TASK DIRECTIONS: For the data below, give again exactly the lines from the one containing "pub use follow::UserSummary;" through the one containing "dislike on a post", both ends included, and no others.

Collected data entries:
use crate::{
    models::follow::{FollowEntry, UserId},
    services::{
        api::report_error,
        follow::FollowService,
        session::SharedSessionStore,
        toggle::{FollowToggle, ToggleOutcome, ToggleReconciler},
    },
    utils::pagination::Paginator,
    views::{list_state::ListState, ViewResult},
};
use parking_lot::Mutex;
use std::sync::Arc;
use tracing::debug;

#[derive(Debug, Clone, Copy, PartialEq, Eq)]
pub enum FollowListKind {
    Followers,
    Following,
}

/// 粉丝 / 关注列表，支持“加载更多”和关注切换
#[derive(Clone)]
pub struct FollowListView {
    kind: FollowListKind,
    follows: FollowService,
    session: SharedSessionStore,
    reconciler: ToggleReconciler,
    toggle: FollowToggle,
    pager: Arc<Mutex<Paginator>>,
    state: ListState<FollowEntry>,
}

impl FollowListView {
    pub fn new(
        kind: FollowListKind,
        follows: FollowService,
        session: SharedSessionStore,
        reconciler: ToggleReconciler,
        per_page: usize,
    ) -> Self {
        Self {
            kind,
            toggle: FollowToggle::new(follows.clone(), per_page),
            follows,
            session,
            reconciler,
            pager: Arc::new(Mutex::new(Paginator::new(per_page))),
            state: ListState::new(),
        }
    }

    pub fn kind(&self) -> FollowListKind {
        self.kind
    }

    pub fn state(&self) -> &ListState<FollowEntry> {
        &self.state
    }

    pub fn has_more(&self) -> bool {
        self.pager.lock().has_more()
    }

    /// 加载下一页；没有更多或上一页仍在加载时返回 false 且不发请求
    pub async fn load_more(&self) -> ViewResult<bool> {
        let Some(query) = self.pager.lock().begin() else {
            return Ok(false);
        };

        let ticket = self.state.scope().ticket();
        self.state.set_loading(true);
        let result = match self.kind {
            FollowListKind::Followers => self.follows.followers(query).await,
            FollowListKind::Following => self.follows.following(query).await,
        };
        if !ticket.is_current() {
            debug!("Discarding {:?} page {}: view left", self.kind, query.page);
            self.pager.lock().abort();
            return Ok(false);
        }
        self.state.set_loading(false);

        match result {
            Ok(users) => {
                let received = users.len();
                let following = self.kind == FollowListKind::Following;
                self.state.extend(
                    users
                        .into_iter()
                        .map(|user| FollowEntry::new(user, following))
                        .collect(),
                );
                self.pager.lock().record_page(received);
                Ok(true)
            }
            Err(e) => {
                self.pager.lock().abort();
                let display = report_error(self.session.as_ref(), &e);
                self.state.set_error(Some(display.clone()));
                Err(display)
            }
        }
    }

    pub async fn toggle_follow(&self, user_id: UserId) -> ToggleOutcome {
        self.reconciler
            .toggle(&self.state, &self.toggle, user_id)
            .await
    }

    pub fn leave(&self) {
        self.state.leave();
    }
}
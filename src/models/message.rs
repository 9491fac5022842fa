use chrono::{DateTime, Utc};
use serde::{Deserialize, Serialize};
use validator::Validate;

use crate::utils::serde_helpers::lenient_timestamp;

/// 收件箱中的一条私信
#[derive(Debug, Clone, PartialEq, Serialize, Deserialize)]
pub struct Message {
    pub id: i64,
    pub sender: String,
    #[serde(default)]
    pub subject: Option<String>,
    #[serde(default)]
    pub body: String,
    #[serde(with = "lenient_timestamp")]
    pub timestamp: DateTime<Utc>,
    #[serde(default)]
    pub read: bool,
}

impl Message {
    pub fn subject_or_default(&self) -> &str {
        self.subject.as_deref().unwrap_or("No Subject")
    }
}

/// 会话线程中的一条消息
#[derive(Debug, Clone, PartialEq, Serialize, Deserialize)]
pub struct ConversationMessage {
    #[serde(default)]
    pub id: Option<i64>,
    pub sender: String,
    pub content: String,
    #[serde(with = "lenient_timestamp")]
    pub timestamp: DateTime<Utc>,
}

#[derive(Debug, Clone, Serialize, Deserialize, Validate)]
pub struct ReplyRequest {
    #[validate(length(min = 1, max = 5000))]
    pub content: String,
}
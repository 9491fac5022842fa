pub mod post;
pub mod comment;
pub mod notification;
pub mod follow;
pub mod user;
pub mod message;
pub mod response;

// 重新导出常用类型
pub use comment::Comment;
pub use follow::UserSummary;
pub use message::{ConversationMessage, Message};
pub use notification::{Notification, NotificationKind};
pub use post::{Post, PostId, Rating};
pub use user::{TokenPair, UserProfile};
use chrono::{DateTime, Utc};
use serde::{Deserialize, Serialize};

use crate::utils::serde_helpers::lenient_timestamp;

#[derive(Debug, Clone, PartialEq, Serialize, Deserialize)]
pub struct Notification {
    pub id: i64,
    #[serde(default)]
    pub user: String,
    #[serde(rename = "type", default)]
    pub kind: NotificationKind,
    #[serde(default)]
    pub content: Option<String>,
    #[serde(with = "lenient_timestamp")]
    pub timestamp: DateTime<Utc>,
    #[serde(default)]
    pub read: bool,
}

#[derive(Debug, Clone, Copy, PartialEq, Eq, Default, Serialize, Deserialize)]
#[serde(rename_all = "lowercase")]
pub enum NotificationKind {
    Like,
    Comment,
    Follow,
    #[default]
    #[serde(other)]
    Other,
}

#[derive(Debug, Clone, Serialize, Deserialize)]
pub struct MarkReadRequest {
    pub read: bool,
}
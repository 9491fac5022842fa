use clap::{Parser, Subcommand};
use techtalk_client::{
    config::Config,
    error::{ClientError, ErrorDisplay},
    models::user::{ChangePasswordRequest, SignupRequest},
    services::ToggleOutcome,
    state::AppState,
    views::FollowListKind,
};
use tracing::{debug, info};
use tracing_subscriber::{layer::SubscriberExt, util::SubscriberInitExt};

#[derive(Parser, Debug)]
#[command(name = "techtalk", about = "Command-line client for TechTalk")]
struct Cli {
    /// 覆盖 TECHTALK_API_URL
    #[arg(long, global = true)]
    api_url: Option<String>,

    #[command(subcommand)]
    command: Command,
}

#[derive(Subcommand, Debug)]
enum Command {
    /// Log in with email or username
    Login { identifier: String, password: String },
    /// Create an account
    Signup {
        email: String,
        username: String,
        password: String,
    },
    /// Log out and clear the local session
    Logout,
    /// Show the home feed
    Feed {
        /// Also load comments for this post
        #[arg(long)]
        expand: Option<i64>,
    },
    /// Publish a post
    Post { title: String, content: String },
    /// Comment on a post
    Comment { post_id: i64, content: String },
    /// Toggle like on a post
    Like { post_id: i64 },
    /// Toggle dislike on a post
    Dislike { post_id: i64 },
    /// Toggle favorite on a post
    Favorite { post_id: i64 },
    /// List your followers
    Followers {
        #[arg(long, default_value_t = 1)]
        pages: u32,
    },
    /// List users you follow
    Following {
        #[arg(long, default_value_t = 1)]
        pages: u32,
    },
    /// Follow a user
    Follow { user_id: i64 },
    /// Unfollow a user
    Unfollow { user_id: i64 },
    /// Show notifications
    Notifications {
        #[arg(long, default_value_t = 1)]
        pages: u32,
    },
    /// Mark a notification as read
    Read { notification_id: i64 },
    /// Show the message inbox
    Inbox,
    /// Show a user profile
    Profile { user_id: i64 },
    /// Change your password
    Passwd {
        current: String,
        new_password: String,
    },
    /// Delete your account
    DeleteAccount { user_id: i64 },
}

#[tokio::main]
async fn main() -> anyhow::Result<()> {
    dotenv::dotenv().ok();

    let cli = Cli::parse();
    let mut config = Config::from_env()?;

    // 初始化日志，生产环境输出 JSON
    let filter = tracing_subscriber::EnvFilter::new(&config.log_level);
    if config.is_production() {
        tracing_subscriber::registry()
            .with(filter)
            .with(tracing_subscriber::fmt::layer().json().with_writer(std::io::stderr))
            .init();
    } else {
        tracing_subscriber::registry()
            .with(filter)
            .with(tracing_subscriber::fmt::layer().with_writer(std::io::stderr))
            .init();
    }

    if let Some(url) = cli.api_url {
        config.api_base_url = url;
    }
    debug!("Using API at {}", config.api_base_url);

    let state = AppState::new(config)?;
    if let Err(display) = run(&state, cli.command).await {
        report(&display);
        std::process::exit(1);
    }
    Ok(())
}

fn report(display: &ErrorDisplay) {
    match display {
        ErrorDisplay::Reauthenticate(msg) => eprintln!("{} (run `techtalk login`)", msg),
        ErrorDisplay::Inline(msg) | ErrorDisplay::Validation(msg) => eprintln!("Error: {}", msg),
    }
}

fn toggle_result(outcome: ToggleOutcome, action: &str) -> Result<(), ErrorDisplay> {
    match outcome {
        ToggleOutcome::Applied => {
            println!("{} updated", action);
            Ok(())
        }
        ToggleOutcome::Reverted(display) => Err(display),
        ToggleOutcome::NotFound => Err(ErrorDisplay::Inline(format!(
            "{} target not found",
            action
        ))),
        ToggleOutcome::Ignored | ToggleOutcome::Discarded => Ok(()),
    }
}

async fn run(state: &AppState, command: Command) -> Result<(), ErrorDisplay> {
    let fail = |e: ClientError| state.api.handle_error(&e);

    match command {
        Command::Login {
            identifier,
            password,
        } => {
            state
                .auth_service
                .login(&identifier, &password)
                .await
                .map_err(fail)?;
            println!("Logged in");
        }
        Command::Signup {
            email,
            username,
            password,
        } => {
            let signed_in = state
                .auth_service
                .signup(SignupRequest {
                    email,
                    username,
                    password,
                })
                .await
                .map_err(fail)?;
            if signed_in {
                println!("Account created successfully!");
            } else {
                println!("Account created successfully! Log in to continue.");
            }
        }
        Command::Logout => {
            state.auth_service.logout().await.map_err(fail)?;
            println!("Logged out");
        }
        Command::Feed { expand } => {
            let feed = state.feed_view();
            feed.load().await?;
            if let Some(post_id) = expand {
                feed.toggle_expanded(post_id).await?;
            }
            let posts = feed.state().items();
            if posts.is_empty() {
                println!("No posts found, try following some users.");
            }
            for post in posts.iter() {
                println!(
                    "[{}] {} by {} ({})",
                    post.id,
                    post.title,
                    post.author,
                    post.created_at.format("%Y-%m-%d %H:%M")
                );
                println!("    {}", post.content);
                println!(
                    "    👍 {}{}  👎 {}{}  ⭐ {}{}  💬 {}",
                    post.likes_count,
                    if post.liked() { "*" } else { "" },
                    post.dislikes_count,
                    if post.disliked() { "*" } else { "" },
                    post.favorites_count,
                    if post.favorited { "*" } else { "" },
                    post.comments_count
                );
                if post.is_expanded {
                    for comment in &post.comments {
                        println!("      {}: {}", comment.user, comment.content);
                    }
                }
            }
        }
        Command::Post { title, content } => {
            state
                .post_service
                .create_post(&title, &content)
                .await
                .map_err(fail)?;
            println!("Post published");
        }
        Command::Comment { post_id, content } => {
            let feed = state.feed_view();
            feed.load().await?;
            feed.submit_comment(post_id, &content).await?;
            println!("Comment added");
        }
        Command::Like { post_id } => {
            let feed = state.feed_view();
            feed.load().await?;
            toggle_result(feed.like(post_id).await, "Like")?;
        }
        Command::Dislike { post_id } => {
            let feed = state.feed_view();
            feed.load().await?;
            toggle_result(feed.dislike(post_id).await, "Dislike")?;
        }
        Command::Favorite { post_id } => {
            let feed = state.feed_view();
            feed.load().await?;
            toggle_result(feed.favorite(post_id).await, "Favorite")?;
        }
        Command::Followers { pages } => {
            print_follow_list(state, FollowListKind::Followers, pages).await?;
        }
        Command::Following { pages } => {
            print_follow_list(state, FollowListKind::Following, pages).await?;
        }
        Command::Follow { user_id } => {
            state.follow_service.follow(user_id).await.map_err(fail)?;
            println!("Following user {}", user_id);
        }
        Command::Unfollow { user_id } => {
            state.follow_service.unfollow(user_id).await.map_err(fail)?;
            println!("Unfollowed user {}", user_id);
        }
        Command::Notifications { pages } => {
            let view = state.notifications_view();
            for _ in 0..pages {
                if !view.load_more().await? {
                    break;
                }
            }
            let notifications = view.state().items();
            if notifications.is_empty() {
                println!("No notifications yet.");
            }
            for n in notifications.iter() {
                println!(
                    "{} [{}] {:?} from {}{}",
                    if n.read { " " } else { "•" },
                    n.id,
                    n.kind,
                    n.user,
                    n.content
                        .as_deref()
                        .map(|c| format!(": {}", c))
                        .unwrap_or_default()
                );
            }
            if view.has_more() {
                println!("(more available, use --pages)");
            }
        }
        Command::Read { notification_id } => {
            state
                .notification_service
                .set_read(notification_id, true)
                .await
                .map_err(fail)?;
            println!("Marked as read");
        }
        Command::Inbox => {
            let inbox = state.inbox_view();
            inbox.load().await?;
            for message in inbox.state().items().iter() {
                println!(
                    "{} [{}] {} - {} ({})",
                    if message.read { " " } else { "•" },
                    message.id,
                    message.sender,
                    message.subject_or_default(),
                    message.timestamp.format("%Y-%m-%d %H:%M")
                );
            }
        }
        Command::Profile { user_id } => {
            let profile = state.user_service.get_profile(user_id).await.map_err(fail)?;
            println!("{} (#{})", profile.username, profile.id);
            if let Some(bio) = &profile.bio {
                println!("  {}", bio);
            }
            for (site, link) in &profile.social_links {
                println!("  {}: {}", site, link);
            }
        }
        Command::Passwd {
            current,
            new_password,
        } => {
            state
                .user_service
                .change_password(ChangePasswordRequest {
                    password: current,
                    new_password,
                })
                .await
                .map_err(fail)?;
            println!("Password updated");
        }
        Command::DeleteAccount { user_id } => {
            state
                .auth_service
                .delete_account(user_id)
                .await
                .map_err(fail)?;
            println!("Account deleted successfully");
        }
    }

    info!("Command finished");
    Ok(())
}

async fn print_follow_list(
    state: &AppState,
    kind: FollowListKind,
    pages: u32,
) -> Result<(), ErrorDisplay> {
    let view = state.follow_list_view(kind);
    for _ in 0..pages {
        if !view.load_more().await? {
            break;
        }
    }

    let entries = view.state().items();
    if entries.is_empty() {
        match kind {
            FollowListKind::Followers => println!("No followers found"),
            FollowListKind::Following => println!("Not following anyone yet"),
        }
    }
    for entry in entries.iter() {
        println!("[{}] {}", entry.user.id, entry.user.username);
    }
    if view.has_more() {
        println!("(more available, use --pages)");
    }
    Ok(())
}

ANSWER BOX:
pub use follow::UserSummary;
pub use message::{ConversationMessage, Message};
pub use notification::{Notification, NotificationKind};
pub use post::{Post, PostId, Rating};
pub use user::{TokenPair, UserProfile};
use chrono::{DateTime, Utc};
use serde::{Deserialize, Serialize};

use crate::utils::serde_helpers::lenient_timestamp;

#[derive(Debug, Clone, PartialEq, Serialize, Deserialize)]
pub struct Notification {
    pub id: i64,
    #[serde(default)]
    pub user: String,
    #[serde(rename = "type", default)]
    pub kind: NotificationKind,
    #[serde(default)]
    pub content: Option<String>,
    #[serde(with = "lenient_timestamp")]
    pub timestamp: DateTime<Utc>,
    #[serde(default)]
    pub read: bool,
}

#[derive(Debug, Clone, Copy, PartialEq, Eq, Default, Serialize, Deserialize)]
#[serde(rename_all = "lowercase")]
pub enum NotificationKind {
    Like,
    Comment,
    Follow,
    #[default]
    #[serde(other)]
    Other,
}

#[derive(Debug, Clone, Serialize, Deserialize)]
pub struct MarkReadRequest {
    pub read: bool,
}
repository 9491fac5022842fa
use clap::{Parser, Subcommand};
use techtalk_client::{
    config::Config,
    error::{ClientError, ErrorDisplay},
    models::user::{ChangePasswordRequest, SignupRequest},
    services::ToggleOutcome,
    state::AppState,
    views::FollowListKind,
};
use tracing::{debug, info};
use tracing_subscriber::{layer::SubscriberExt, util::SubscriberInitExt};

#[derive(Parser, Debug)]
#[command(name = "techtalk", about = "Command-line client for TechTalk")]
struct Cli {
    /// 覆盖 TECHTALK_API_URL
    #[arg(long, global = true)]
    api_url: Option<String>,

    #[command(subcommand)]
    command: Command,
}

#[derive(Subcommand, Debug)]
enum Command {
    /// Log in with email or username
    Login { identifier: String, password: String },
    /// Create an account
    Signup {
        email: String,
        username: String,
        password: String,
    },
    /// Log out and clear the local session
    Logout,
    /// Show the home feed
    Feed {
        /// Also load comments for this post
        #[arg(long)]
        expand: Option<i64>,
    },
    /// Publish a post
    Post { title: String, content: String },
    /// Comment on a post
    Comment { post_id: i64, content: String },
    /// Toggle like on a post
    Like { post_id: i64 },
    /// Toggle dislike on a post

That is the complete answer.